Work to be completed >> Your job is to set down the stretch of entries that opens with the line containing "let (last_water_level, last_water_level_at)" and closes with the line containing "let (last_flow, last_flow_at)". Keep both end lines, copy each exactly, and add nothing.

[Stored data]
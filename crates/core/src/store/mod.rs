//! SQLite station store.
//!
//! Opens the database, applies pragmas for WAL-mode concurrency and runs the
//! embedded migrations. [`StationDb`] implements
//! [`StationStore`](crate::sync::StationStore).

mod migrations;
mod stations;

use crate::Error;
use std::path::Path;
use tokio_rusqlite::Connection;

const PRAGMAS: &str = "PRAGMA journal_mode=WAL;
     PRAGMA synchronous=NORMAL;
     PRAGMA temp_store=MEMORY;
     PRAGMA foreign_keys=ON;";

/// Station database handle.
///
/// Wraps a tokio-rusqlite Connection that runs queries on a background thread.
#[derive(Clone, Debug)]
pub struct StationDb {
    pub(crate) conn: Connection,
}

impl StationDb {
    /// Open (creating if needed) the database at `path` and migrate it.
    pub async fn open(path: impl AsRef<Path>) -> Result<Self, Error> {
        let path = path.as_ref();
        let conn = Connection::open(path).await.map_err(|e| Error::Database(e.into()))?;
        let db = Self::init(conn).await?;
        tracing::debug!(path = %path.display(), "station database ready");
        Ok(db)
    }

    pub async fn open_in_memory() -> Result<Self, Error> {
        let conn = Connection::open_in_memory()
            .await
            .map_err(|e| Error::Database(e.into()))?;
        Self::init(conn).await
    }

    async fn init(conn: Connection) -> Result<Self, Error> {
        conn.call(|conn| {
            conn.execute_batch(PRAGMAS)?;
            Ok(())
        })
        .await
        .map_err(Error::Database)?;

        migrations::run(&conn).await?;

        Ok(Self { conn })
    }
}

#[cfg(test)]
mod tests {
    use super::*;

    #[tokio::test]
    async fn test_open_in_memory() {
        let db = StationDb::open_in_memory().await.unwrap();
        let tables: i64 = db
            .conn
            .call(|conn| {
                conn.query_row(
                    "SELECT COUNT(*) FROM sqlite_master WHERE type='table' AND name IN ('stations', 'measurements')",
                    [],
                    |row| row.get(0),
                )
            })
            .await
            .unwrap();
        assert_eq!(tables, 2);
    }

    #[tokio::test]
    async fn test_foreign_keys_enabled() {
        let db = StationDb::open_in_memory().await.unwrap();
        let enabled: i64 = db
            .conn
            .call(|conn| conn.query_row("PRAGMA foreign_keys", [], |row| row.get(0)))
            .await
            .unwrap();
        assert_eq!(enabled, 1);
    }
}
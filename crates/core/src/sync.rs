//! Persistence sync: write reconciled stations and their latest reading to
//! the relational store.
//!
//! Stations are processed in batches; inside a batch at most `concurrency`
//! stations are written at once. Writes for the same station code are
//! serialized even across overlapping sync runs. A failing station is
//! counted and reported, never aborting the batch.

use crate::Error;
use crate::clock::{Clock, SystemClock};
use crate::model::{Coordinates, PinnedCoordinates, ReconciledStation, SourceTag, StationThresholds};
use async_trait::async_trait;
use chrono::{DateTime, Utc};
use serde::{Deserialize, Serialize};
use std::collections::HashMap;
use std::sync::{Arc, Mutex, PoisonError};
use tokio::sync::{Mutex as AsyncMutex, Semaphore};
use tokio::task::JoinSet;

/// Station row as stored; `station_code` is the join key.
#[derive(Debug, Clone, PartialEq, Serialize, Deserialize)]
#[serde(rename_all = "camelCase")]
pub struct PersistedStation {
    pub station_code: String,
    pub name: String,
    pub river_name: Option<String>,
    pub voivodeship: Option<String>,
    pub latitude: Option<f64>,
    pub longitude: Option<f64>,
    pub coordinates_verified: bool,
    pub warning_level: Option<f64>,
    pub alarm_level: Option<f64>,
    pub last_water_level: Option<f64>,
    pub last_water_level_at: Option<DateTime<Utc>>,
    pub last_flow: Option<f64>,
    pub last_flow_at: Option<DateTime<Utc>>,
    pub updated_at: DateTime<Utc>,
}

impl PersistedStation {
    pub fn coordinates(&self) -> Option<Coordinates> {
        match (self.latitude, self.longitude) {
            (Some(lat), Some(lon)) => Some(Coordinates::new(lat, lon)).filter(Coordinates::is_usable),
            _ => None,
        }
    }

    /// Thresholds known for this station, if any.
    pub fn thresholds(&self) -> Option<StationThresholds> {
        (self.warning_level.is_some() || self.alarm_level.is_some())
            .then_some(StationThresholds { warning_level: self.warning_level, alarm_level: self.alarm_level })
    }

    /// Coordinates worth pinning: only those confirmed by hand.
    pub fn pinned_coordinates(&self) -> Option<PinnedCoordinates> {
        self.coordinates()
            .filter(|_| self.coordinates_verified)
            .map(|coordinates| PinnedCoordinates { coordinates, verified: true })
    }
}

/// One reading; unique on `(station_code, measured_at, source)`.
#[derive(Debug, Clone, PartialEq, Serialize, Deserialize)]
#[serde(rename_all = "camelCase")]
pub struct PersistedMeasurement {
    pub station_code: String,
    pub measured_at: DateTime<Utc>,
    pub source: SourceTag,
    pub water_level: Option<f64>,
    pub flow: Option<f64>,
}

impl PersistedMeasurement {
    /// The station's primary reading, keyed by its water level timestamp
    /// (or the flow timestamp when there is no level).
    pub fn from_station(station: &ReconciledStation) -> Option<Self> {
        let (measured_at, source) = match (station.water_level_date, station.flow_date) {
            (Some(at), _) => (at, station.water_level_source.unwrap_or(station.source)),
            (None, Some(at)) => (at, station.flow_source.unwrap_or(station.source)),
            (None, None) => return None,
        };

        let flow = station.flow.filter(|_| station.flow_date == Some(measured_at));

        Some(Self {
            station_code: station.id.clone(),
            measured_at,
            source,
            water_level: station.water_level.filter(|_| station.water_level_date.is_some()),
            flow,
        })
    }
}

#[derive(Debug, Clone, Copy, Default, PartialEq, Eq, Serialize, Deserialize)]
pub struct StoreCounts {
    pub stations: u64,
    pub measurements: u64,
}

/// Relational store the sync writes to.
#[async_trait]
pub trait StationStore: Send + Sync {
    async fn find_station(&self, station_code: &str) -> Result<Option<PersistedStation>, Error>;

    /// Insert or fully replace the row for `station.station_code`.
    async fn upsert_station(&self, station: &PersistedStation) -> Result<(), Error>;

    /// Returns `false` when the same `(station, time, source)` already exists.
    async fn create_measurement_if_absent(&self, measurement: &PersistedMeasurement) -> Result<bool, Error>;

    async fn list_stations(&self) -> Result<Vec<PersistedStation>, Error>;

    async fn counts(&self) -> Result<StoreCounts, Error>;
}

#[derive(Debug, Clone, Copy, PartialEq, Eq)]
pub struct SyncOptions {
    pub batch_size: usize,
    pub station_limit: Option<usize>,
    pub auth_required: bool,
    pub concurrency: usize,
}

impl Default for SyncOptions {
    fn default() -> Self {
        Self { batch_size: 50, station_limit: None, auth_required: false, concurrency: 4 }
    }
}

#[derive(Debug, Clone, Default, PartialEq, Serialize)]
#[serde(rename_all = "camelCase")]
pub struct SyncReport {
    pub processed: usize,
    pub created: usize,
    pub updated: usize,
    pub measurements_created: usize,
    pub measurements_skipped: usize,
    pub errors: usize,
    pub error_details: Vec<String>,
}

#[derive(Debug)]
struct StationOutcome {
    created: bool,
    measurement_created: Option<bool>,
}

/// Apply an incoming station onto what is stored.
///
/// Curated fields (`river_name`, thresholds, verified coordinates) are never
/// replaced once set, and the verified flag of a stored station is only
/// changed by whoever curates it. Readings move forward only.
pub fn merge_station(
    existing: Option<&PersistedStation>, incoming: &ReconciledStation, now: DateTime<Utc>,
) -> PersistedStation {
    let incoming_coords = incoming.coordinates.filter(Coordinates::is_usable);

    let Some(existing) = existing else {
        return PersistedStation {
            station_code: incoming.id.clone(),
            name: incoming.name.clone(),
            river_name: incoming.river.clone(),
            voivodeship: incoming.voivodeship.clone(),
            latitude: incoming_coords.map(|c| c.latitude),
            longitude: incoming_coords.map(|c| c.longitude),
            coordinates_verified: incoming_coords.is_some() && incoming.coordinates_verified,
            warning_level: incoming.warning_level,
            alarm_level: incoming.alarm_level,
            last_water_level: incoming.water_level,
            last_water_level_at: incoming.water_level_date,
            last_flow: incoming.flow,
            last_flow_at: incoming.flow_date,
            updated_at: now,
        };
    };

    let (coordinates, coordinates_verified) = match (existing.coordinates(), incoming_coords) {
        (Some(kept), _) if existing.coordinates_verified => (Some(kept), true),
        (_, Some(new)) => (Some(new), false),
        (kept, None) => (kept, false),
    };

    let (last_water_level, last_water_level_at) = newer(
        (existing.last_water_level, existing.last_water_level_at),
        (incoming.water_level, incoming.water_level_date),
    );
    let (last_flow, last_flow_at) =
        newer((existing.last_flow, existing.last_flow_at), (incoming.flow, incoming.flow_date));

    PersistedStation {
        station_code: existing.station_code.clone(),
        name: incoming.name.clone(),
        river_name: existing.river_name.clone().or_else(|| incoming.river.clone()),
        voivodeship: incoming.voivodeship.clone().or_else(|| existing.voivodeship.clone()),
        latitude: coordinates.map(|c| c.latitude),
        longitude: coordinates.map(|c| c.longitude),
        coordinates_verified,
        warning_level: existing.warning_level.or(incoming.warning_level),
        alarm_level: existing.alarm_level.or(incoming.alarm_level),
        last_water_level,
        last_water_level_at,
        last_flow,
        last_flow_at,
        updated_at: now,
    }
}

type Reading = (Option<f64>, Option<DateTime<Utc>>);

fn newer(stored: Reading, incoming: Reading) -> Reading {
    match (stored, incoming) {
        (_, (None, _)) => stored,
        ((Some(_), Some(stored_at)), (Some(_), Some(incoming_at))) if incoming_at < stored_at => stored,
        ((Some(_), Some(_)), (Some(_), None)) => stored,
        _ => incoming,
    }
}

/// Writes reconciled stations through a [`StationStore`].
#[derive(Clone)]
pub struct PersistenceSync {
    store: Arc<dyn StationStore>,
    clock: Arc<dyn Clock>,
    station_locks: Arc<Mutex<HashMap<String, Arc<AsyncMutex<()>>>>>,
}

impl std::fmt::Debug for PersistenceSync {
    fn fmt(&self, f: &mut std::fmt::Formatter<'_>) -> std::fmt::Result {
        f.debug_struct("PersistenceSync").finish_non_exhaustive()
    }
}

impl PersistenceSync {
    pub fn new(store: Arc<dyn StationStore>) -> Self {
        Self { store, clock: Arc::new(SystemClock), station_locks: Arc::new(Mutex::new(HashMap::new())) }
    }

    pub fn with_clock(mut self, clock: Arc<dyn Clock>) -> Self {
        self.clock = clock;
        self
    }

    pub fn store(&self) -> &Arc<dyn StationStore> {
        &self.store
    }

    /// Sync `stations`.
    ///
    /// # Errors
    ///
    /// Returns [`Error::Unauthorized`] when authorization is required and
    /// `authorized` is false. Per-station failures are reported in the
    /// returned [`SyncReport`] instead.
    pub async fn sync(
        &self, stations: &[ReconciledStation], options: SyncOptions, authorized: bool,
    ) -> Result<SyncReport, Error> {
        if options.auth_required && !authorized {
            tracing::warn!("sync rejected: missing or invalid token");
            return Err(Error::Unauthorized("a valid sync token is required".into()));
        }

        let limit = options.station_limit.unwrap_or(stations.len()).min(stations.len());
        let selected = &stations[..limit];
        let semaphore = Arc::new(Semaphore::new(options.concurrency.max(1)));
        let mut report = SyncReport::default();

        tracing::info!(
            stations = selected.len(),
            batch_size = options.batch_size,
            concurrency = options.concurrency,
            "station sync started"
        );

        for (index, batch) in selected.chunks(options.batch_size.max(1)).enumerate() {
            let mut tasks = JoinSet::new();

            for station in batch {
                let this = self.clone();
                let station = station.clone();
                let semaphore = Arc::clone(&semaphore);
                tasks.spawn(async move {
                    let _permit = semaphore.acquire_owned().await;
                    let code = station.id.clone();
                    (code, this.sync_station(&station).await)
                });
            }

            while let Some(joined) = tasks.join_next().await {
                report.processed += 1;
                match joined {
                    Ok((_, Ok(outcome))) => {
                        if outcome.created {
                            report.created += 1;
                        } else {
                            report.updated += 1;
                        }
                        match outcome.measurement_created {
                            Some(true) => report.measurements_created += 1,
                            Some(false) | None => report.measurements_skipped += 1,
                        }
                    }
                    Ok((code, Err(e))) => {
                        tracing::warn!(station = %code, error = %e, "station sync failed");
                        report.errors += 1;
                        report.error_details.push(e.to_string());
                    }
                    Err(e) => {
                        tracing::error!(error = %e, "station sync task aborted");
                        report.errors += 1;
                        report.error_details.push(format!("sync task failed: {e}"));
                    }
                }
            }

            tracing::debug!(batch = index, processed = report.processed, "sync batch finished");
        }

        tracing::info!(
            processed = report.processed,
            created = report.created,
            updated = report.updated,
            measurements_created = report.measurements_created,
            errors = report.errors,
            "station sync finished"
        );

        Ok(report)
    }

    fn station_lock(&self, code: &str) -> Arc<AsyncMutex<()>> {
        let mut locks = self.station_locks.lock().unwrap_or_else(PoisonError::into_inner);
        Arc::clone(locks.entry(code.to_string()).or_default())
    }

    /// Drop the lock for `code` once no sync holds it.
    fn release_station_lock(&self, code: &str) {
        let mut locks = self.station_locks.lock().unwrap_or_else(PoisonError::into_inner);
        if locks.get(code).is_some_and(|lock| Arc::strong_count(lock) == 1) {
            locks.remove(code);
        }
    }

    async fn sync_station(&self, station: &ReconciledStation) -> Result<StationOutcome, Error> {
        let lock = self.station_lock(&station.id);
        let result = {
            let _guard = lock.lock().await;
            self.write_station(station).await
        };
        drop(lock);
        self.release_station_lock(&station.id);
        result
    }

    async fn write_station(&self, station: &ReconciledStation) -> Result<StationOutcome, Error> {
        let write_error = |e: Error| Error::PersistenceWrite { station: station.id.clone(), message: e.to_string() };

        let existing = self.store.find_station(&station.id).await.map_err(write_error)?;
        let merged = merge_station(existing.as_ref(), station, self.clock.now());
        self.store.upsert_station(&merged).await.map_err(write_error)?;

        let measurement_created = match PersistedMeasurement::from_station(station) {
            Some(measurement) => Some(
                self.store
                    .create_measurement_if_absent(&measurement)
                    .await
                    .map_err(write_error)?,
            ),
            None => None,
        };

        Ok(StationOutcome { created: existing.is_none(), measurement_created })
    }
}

Task output >>
    let (last_water_level, last_water_level_at) = newer(
        (existing.last_water_level, existing.last_water_level_at),
        (incoming.water_level, incoming.water_level_date),
    );
    let (last_flow, last_flow_at) =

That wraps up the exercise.